O BPM (Gerenciamento de Processos de Negócios) é um ciclo de vida composto por seis etapas interconectadas e sucessivas que visam a otimização contínua dos processos de uma organização. Cada etapa tem objetivos e atividades específicas. A execução eficaz de cada etapa garante que os resultados sejam consistentes e compatíveis com os objetivos estratégicos da empresa.
Se a SUSTENTABILIDADE É BASEADA EM PROCESSO, então o BPM é a ferramenta ideal para quem busca maior eficiência operacional. Em todo projeto que pude gerenciar, introduzi essa ferramenta, em busca de uma abordagem transversal e sistêmica, que materializasse resultados e reduzisse subjetividades na tomada de decisão. O BPM pode ser implementado em qualquer área de uma empresa, inclusive no ESG! Veja como:
1. PLANEJAR:
· Definição do escopo: definia as áreas que se relacionam com o ESG e respectivas atividades que o BPM cobrirá.
· Definição de objetivos: estabeleça os objetivos ESG e desdobre-os em metas claras e mensuráveis, alinhadas à estratégia geral da organização.
· Seleção de processos: escolha os processos maior potencial de melhoria, buscando, por exemplo, reduzir consumo de água e energia, ou promover maior diversidade.
· Análise da situação atual: examine os processos escolhidos mapeando suas etapas, atividades, fluxos de trabalho e indicadores de performance.
· Alocação de recursos: definia a equipe, ferramentas e orçamento.
2. MODELAR:
· Documentação dos processos: represente os processos graficamente, de forma detalhada, utilizando ferramentas padronizadas (ex.: BPMN, UML).
· Identificação das partes interessadas: relacione os envolvidos nos processos, como colaboradores, clientes, fornecedores e parceiros.
· Análise das atividades: descreva cada etapa dos processos, incluindo entradas, saídas, responsáveis, tempos de execução e indicadores de qualidade.
· Definição dos fluxos de trabalho: estabeleça a sequência das atividades e as regras de decisão que direcionam o andamento dos processos.
· Identificação de oportunidades de melhoria: identifique falhas, gargalos e áreas de ineficiência nos processos mapeados.
3. SIMULAR
· Validação do modelo: teste o modelo dos processos, identificando possíveis erros e incoerências.
· Análise de cenários: avalie o comportamento dos processos em diferentes situações, como aumento da demanda, falhas no sistema ou mudanças na legislação.
· Comunicação com as partes interessadas: apresente o modelo simulado aos envolvidos nos processos para coletar feedback e garantir o alinhamento das expectativas.
· Otimização do modelo: ajuste o modelo dos processos com base nos resultados das simulações, buscando maior eficiência, produtividade e redução de custos.
4. EXECUTAR
· Implementação do modelo: coloque em prática o modelo de processo otimizado, treinando os colaboradores para a nova forma de trabalho.
· Gerenciamento da mudança: comunique as mudanças aos envolvidos, promovendo a adesão ao novo modelo e minimizando a resistência à mudança.
· Monitoramento da performance: colete e analise dados sobre o desempenho dos processos em tempo real, identificando áreas de sucesso e oportunidades de melhoria contínua.
· Gerenciamento de exceções: estabeleça procedimentos para lidar com eventos inesperados que possam afetar o andamento dos processos.
5. MONITORAR
· Acompanhamento dos indicadores: crie seu dashboard da sustentabilidade e analise dados sobre os indicadores de performance (KPIs) definidos para cada processo, avaliando sua eficiência, efetividade e conformidade com os objetivos.
· Análise das causas-raiz: investigue as causas fundamentais dos problemas nos processos, buscando soluções definitivas e prevenindo recorrências.
· Relato do desempenho: comunique os resultados do monitoramento aos stakeholders, demonstrando o impacto do BPM na organização.

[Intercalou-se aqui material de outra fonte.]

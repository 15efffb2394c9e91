use crate::app::{parse_day, App, MemberSummary, ScanError};
use crate::registration::RegistrationError;
use serde::Serialize;
use std::sync::Arc;
use zbus::fdo;
use zbus::interface;

/// D-Bus interface for the attendance daemon.
///
/// Bus name: org.rollcall.Attendance1
/// Object path: /org/rollcall/Attendance1
///
/// Structured replies are JSON strings.
pub struct AttendanceService {
    app: Arc<App>,
}

impl AttendanceService {
    pub fn new(app: Arc<App>) -> Self {
        Self { app }
    }
}

fn failed(e: impl std::fmt::Display) -> fdo::Error {
    fdo::Error::Failed(e.to_string())
}

fn to_json<T: Serialize>(value: &T) -> fdo::Result<String> {
    serde_json::to_string(value).map_err(failed)
}

fn day(raw: &str) -> fdo::Result<chrono::NaiveDate> {
    parse_day(raw).map_err(|e| fdo::Error::InvalidArgs(format!("invalid date {raw:?}: {e}")))
}

#[interface(name = "org.rollcall.Attendance1")]
impl AttendanceService {
    /// Capture a face and register it under `name`.
    async fn register(&self, name: &str, role: &str) -> fdo::Result<String> {
        tracing::info!(name, role, "register requested");
        match self.app.register(name, role).await {
            Ok(identity) => to_json(&MemberSummary::from(&identity)),
            Err(e @ RegistrationError::CameraBusy) => Err(fdo::Error::LimitsExceeded(e.to_string())),
            Err(e @ RegistrationError::EmptyName) => Err(fdo::Error::InvalidArgs(e.to_string())),
            Err(e) => {
                tracing::warn!(error = %e, "registration failed");
                Err(failed(e))
            }
        }
    }

    /// Start scanning. `{started, activeMembers}`.
    async fn start_scan(&self) -> fdo::Result<String> {
        match self.app.start_scan().await {
            Ok(started) => to_json(&started),
            Err(e @ ScanError::CameraBusy) => Err(fdo::Error::LimitsExceeded(e.to_string())),
            Err(e) => {
                tracing::error!(error = %e, "failed to start scan");
                Err(failed(e))
            }
        }
    }

    /// Stop scanning. Returns whether a session was running.
    async fn stop_scan(&self) -> fdo::Result<bool> {
        Ok(self.app.stop_scan().await)
    }

    async fn status(&self) -> fdo::Result<String> {
        to_json(&self.app.status().await.map_err(failed)?)
    }

    async fn list_identities(&self) -> fdo::Result<String> {
        to_json(&self.app.list_identities().map_err(failed)?)
    }

    async fn list_attendance(&self) -> fdo::Result<String> {
        to_json(&self.app.list_attendance().map_err(failed)?)
    }

    async fn clear_attendance(&self) -> fdo::Result<()> {
        self.app.clear_attendance().map_err(failed)
    }

    async fn clear_identities(&self) -> fdo::Result<()> {
        self.app.clear_identities().await.map_err(failed)
    }

    /// Headline numbers for `date` (`YYYY-MM-DD`, empty for today).
    async fn dashboard(&self, date: &str) -> fdo::Result<String> {
        let date = day(date)?;
        to_json(&self.app.dashboard(date).map_err(failed)?)
    }

    /// Markdown report for `date` (`YYYY-MM-DD`, empty for today).
    async fn daily_report(&self, date: &str) -> fdo::Result<String> {
        let date = day(date)?;
        tracing::info!(%date, "daily report requested");
        self.app.daily_report(date).await.map_err(failed)
    }
}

Modelos de relatórios como o GRI, são fundamentais para garantir a transparência.
6. MELHORAR
· Identificação de oportunidades de otimização: busque continuamente maneiras de melhorar os processos, com base nos dados coletados, nas análises realizadas e no feedback das partes interessadas.
· Redesenho de processos: redefina os processos quando necessário, otimizando etapas, eliminando atividades redundantes e automatizando tarefas manuais.
· Implementação das melhorias: execute as mudanças identificadas, monitorando os resultados e ajustando as ações conforme necessário.
· Aprimoramento contínuo: incorpore uma cultura de melhoria contínua, buscando sempre aprimorar os processos ESG para entregar melhores resultados para a organização.